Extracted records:
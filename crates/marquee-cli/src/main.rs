mod cli;
mod render;

use std::future::Future;
use std::process::ExitCode;
use std::sync::Arc;

use anyhow::Context;
use clap::Parser;
use tokio::sync::watch;
use tracing_subscriber::EnvFilter;

use marquee_api::TmdbClient;
use marquee_core::config::{AppConfig, API_KEY_ENV};
use marquee_core::{CancellationToken, DetailController, ListController, MovieRepository};

use cli::{Cli, Commands, ConfigCommands};

#[tokio::main]
async fn main() -> anyhow::Result<ExitCode> {
    let cli = Cli::parse();

    let default_filter = if cli.verbose { "marquee=debug" } else { "marquee=info" };
    tracing_subscriber::fmt()
        .with_env_filter(
            EnvFilter::try_from_default_env().unwrap_or_else(|_| EnvFilter::new(default_filter)),
        )
        .with_writer(std::io::stderr)
        .init();

    let config_path = cli.config.clone().unwrap_or_else(AppConfig::config_path);
    let config = match &cli.config {
        Some(path) => AppConfig::load_from(path),
        None => AppConfig::load(),
    }
    .with_context(|| format!("loading config from {}", config_path.display()))?;

    match cli.command {
        Commands::Config { command } => {
            show_config(command, cli.config.as_deref(), &config_path, &config)?;
            Ok(ExitCode::SUCCESS)
        }
        Commands::List { person, retry } => {
            let person_id = person.unwrap_or(config.discover.person_id);
            let repo = Arc::new(MovieRepository::new(tmdb_client(&config)?, person_id));
            run_list(repo, retry, &config.tmdb.image_base_url).await
        }
        Commands::Detail { movie_id } => {
            let repo = Arc::new(MovieRepository::new(
                tmdb_client(&config)?,
                config.discover.person_id,
            ));
            run_detail(repo, movie_id, &config.tmdb.image_base_url).await
        }
    }
}

fn tmdb_client(config: &AppConfig) -> anyhow::Result<TmdbClient> {
    let api_key = config.resolved_api_key().with_context(|| {
        format!("no TMDB API key: set {API_KEY_ENV} or tmdb.api_key in the config file")
    })?;
    let client = TmdbClient::builder()
        .api_key(api_key)
        .base_url(config.tmdb.base_url.as_str())
        .timeout(config.timeout())
        .build()?;
    Ok(client)
}

fn show_config(
    command: ConfigCommands,
    explicit: Option<&std::path::Path>,
    path: &std::path::Path,
    config: &AppConfig,
) -> anyhow::Result<()> {
    match command {
        ConfigCommands::Path => println!("{}", path.display()),
        ConfigCommands::Show => {
            let mut shown = config.clone();
            if !shown.tmdb.api_key.is_empty() {
                shown.tmdb.api_key = "<redacted>".into();
            }
            print!("{}", toml::to_string_pretty(&shown)?);
        }
        ConfigCommands::Init => {
            if path.exists() {
                anyhow::bail!("{} already exists", path.display());
            }
            match explicit {
                Some(path) => config.save_to(path)?,
                None => config.save()?,
            }
            println!("wrote {}", path.display());
        }
    }
    Ok(())
}

/// Cancel `token` on Ctrl-C.
fn cancel_on_ctrl_c(token: CancellationToken) {
    tokio::spawn(async move {
        if tokio::signal::ctrl_c().await.is_ok() {
            tracing::info!("interrupted, cancelling");
            token.cancel();
        }
    });
}

/// Drive `work` to completion, printing every state it publishes.
async fn observe<T, W>(mut rx: watch::Receiver<T>, work: W, render: impl Fn(&T) -> String)
where
    W: Future<Output = ()>,
{
    tokio::pin!(work);
    loop {
        tokio::select! {
            _ = &mut work => break,
            Ok(()) = rx.changed() => {
                let screen = render(&*rx.borrow_and_update());
                println!("{screen}\n");
            }
        }
    }
    if rx.has_changed().unwrap_or(false) {
        println!("{}", render(&*rx.borrow_and_update()));
    }
}

async fn run_list(
    repo: Arc<MovieRepository<TmdbClient>>,
    retries: u32,
    image_base: &str,
) -> anyhow::Result<ExitCode> {
    let controller = ListController::new(repo);
    let cancel = CancellationToken::new();
    cancel_on_ctrl_c(cancel.clone());

    let work = async {
        controller.start(&cancel).await;
        for attempt in 1..=retries {
            if controller.state().error_message.is_none() || cancel.is_cancelled() {
                break;
            }
            tracing::info!(attempt, retries, "retrying movie list");
            controller.retry(&cancel).await;
        }
    };
    observe(controller.subscribe(), work, |s| render::list_screen(s, image_base)).await;

    if cancel.is_cancelled() || controller.state().error_message.is_some() {
        Ok(ExitCode::FAILURE)
    } else {
        Ok(ExitCode::SUCCESS)
    }
}

async fn run_detail(
    repo: Arc<MovieRepository<TmdbClient>>,
    movie_id: u64,
    image_base: &str,
) -> anyhow::Result<ExitCode> {
    let controller = DetailController::new(repo);
    let cancel = CancellationToken::new();
    cancel_on_ctrl_c(cancel.clone());

    let work = controller.initialize(movie_id, &cancel);
    observe(controller.subscribe(), work, |s| render::detail_screen(s, image_base)).await;

    if cancel.is_cancelled() || controller.state().error_message.is_some() {
        Ok(ExitCode::FAILURE)
    } else {
        Ok(ExitCode::SUCCESS)
    }
}
use std::path::{Path, PathBuf};
use std::time::Duration;

use directories::ProjectDirs;
use serde::{Deserialize, Serialize};

use crate::error::CoreError;

const DEFAULT_CONFIG: &str = include_str!("../../../config/default.toml");

/// Environment variable that takes precedence over `tmdb.api_key`.
pub const API_KEY_ENV: &str = "MARQUEE_TMDB_API_KEY";

/// Top-level application configuration.
#[derive(Debug, Clone, PartialEq, Eq, Serialize, Deserialize)]
pub struct AppConfig {
    pub tmdb: TmdbConfig,
    pub discover: DiscoverConfig,
}

#[derive(Debug, Clone, PartialEq, Eq, Serialize, Deserialize)]
pub struct TmdbConfig {
    pub api_key: String,
    pub base_url: String,
    pub image_base_url: String,
    pub timeout_secs: u64,
}

#[derive(Debug, Clone, PartialEq, Eq, Serialize, Deserialize)]
pub struct DiscoverConfig {
    /// TMDB person whose movies the list screen shows.
    pub person_id: u64,
}

impl AppConfig {
    /// Load from the platform config path, falling back to defaults.
    pub fn load() -> Result<Self, CoreError> {
        Self::load_from(&Self::config_path())
    }

    /// Save to the platform config path.
    pub fn save(&self) -> Result<(), CoreError> {
        self.save_to(&Self::config_path())
    }

    /// Load config: the user file at `path` (if it exists) merged over
    /// built-in defaults.
    pub fn load_from(path: &Path) -> Result<Self, CoreError> {
        let mut merged: toml::Value =
            toml::from_str(DEFAULT_CONFIG).map_err(|e| CoreError::Config(e.to_string()))?;

        if path.exists() {
            let user_str = std::fs::read_to_string(path)?;
            let user: toml::Value = toml::from_str(&user_str)
                .map_err(|e| CoreError::Config(format!("{}: {e}", path.display())))?;
            merge(&mut merged, user);
            tracing::debug!(path = %path.display(), "loaded user config");
        }

        merged
            .try_into()
            .map_err(|e: toml::de::Error| CoreError::Config(e.to_string()))
    }

    /// Write the config to `path`, creating parent directories.
    pub fn save_to(&self, path: &Path) -> Result<(), CoreError> {
        if let Some(parent) = path.parent() {
            std::fs::create_dir_all(parent)?;
        }
        let content =
            toml::to_string_pretty(self).map_err(|e| CoreError::Config(e.to_string()))?;
        std::fs::write(path, content)?;
        Ok(())
    }

    /// Path to user config file (XDG on Linux, AppData on Windows).
    pub fn config_path() -> PathBuf {
        ProjectDirs::from("", "", "marquee")
            .map(|d| d.config_dir().join("config.toml"))
            .unwrap_or_else(|| PathBuf::from("config.toml"))
    }

    /// API key from the environment, falling back to the config file.
    /// `None` when neither is set.
    pub fn resolved_api_key(&self) -> Option<String> {
        resolve_api_key(std::env::var(API_KEY_ENV).ok(), &self.tmdb.api_key)
    }

    pub fn timeout(&self) -> Duration {
        Duration::from_secs(self.tmdb.timeout_secs)
    }
}

impl Default for AppConfig {
    fn default() -> Self {
        toml::from_str(DEFAULT_CONFIG).expect("built-in default config is valid TOML")
    }
}

fn resolve_api_key(env: Option<String>, file: &str) -> Option<String> {
    env.filter(|k| !k.trim().is_empty())
        .or_else(|| Some(file.to_string()).filter(|k| !k.trim().is_empty()))
        .map(|k| k.trim().to_string())
}

/// Recursively overlay `overlay` onto `base`; tables merge, everything else replaces.
fn merge(base: &mut toml::Value, overlay: toml::Value) {
    match (base, overlay) {
        (toml::Value::Table(base), toml::Value::Table(overlay)) => {
            for (key, value) in overlay {
                match base.get_mut(&key) {
                    Some(existing) => merge(existing, value),
                    None => {
                        base.insert(key, value);
                    }
                }
            }
        }
        (base, overlay) => *base = overlay,
    }
}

» **Exercise brief**:
Each line from the one containing "fn resolve_api_key(env: Option<String>, file: &str)" through the final line of the records must be repeated exactly, with no line added or dropped.

» **Exercise output**:
fn resolve_api_key(env: Option<String>, file: &str) -> Option<String> {
    env.filter(|k| !k.trim().is_empty())
        .or_else(|| Some(file.to_string()).filter(|k| !k.trim().is_empty()))
        .map(|k| k.trim().to_string())
}

/// Recursively overlay `overlay` onto `base`; tables merge, everything else replaces.
fn merge(base: &mut toml::Value, overlay: toml::Value) {
    match (base, overlay) {
        (toml::Value::Table(base), toml::Value::Table(overlay)) => {
            for (key, value) in overlay {
                match base.get_mut(&key) {
                    Some(existing) => merge(existing, value),
                    None => {
                        base.insert(key, value);
                    }
                }
            }
        }
        (base, overlay) => *base = overlay,
    }
}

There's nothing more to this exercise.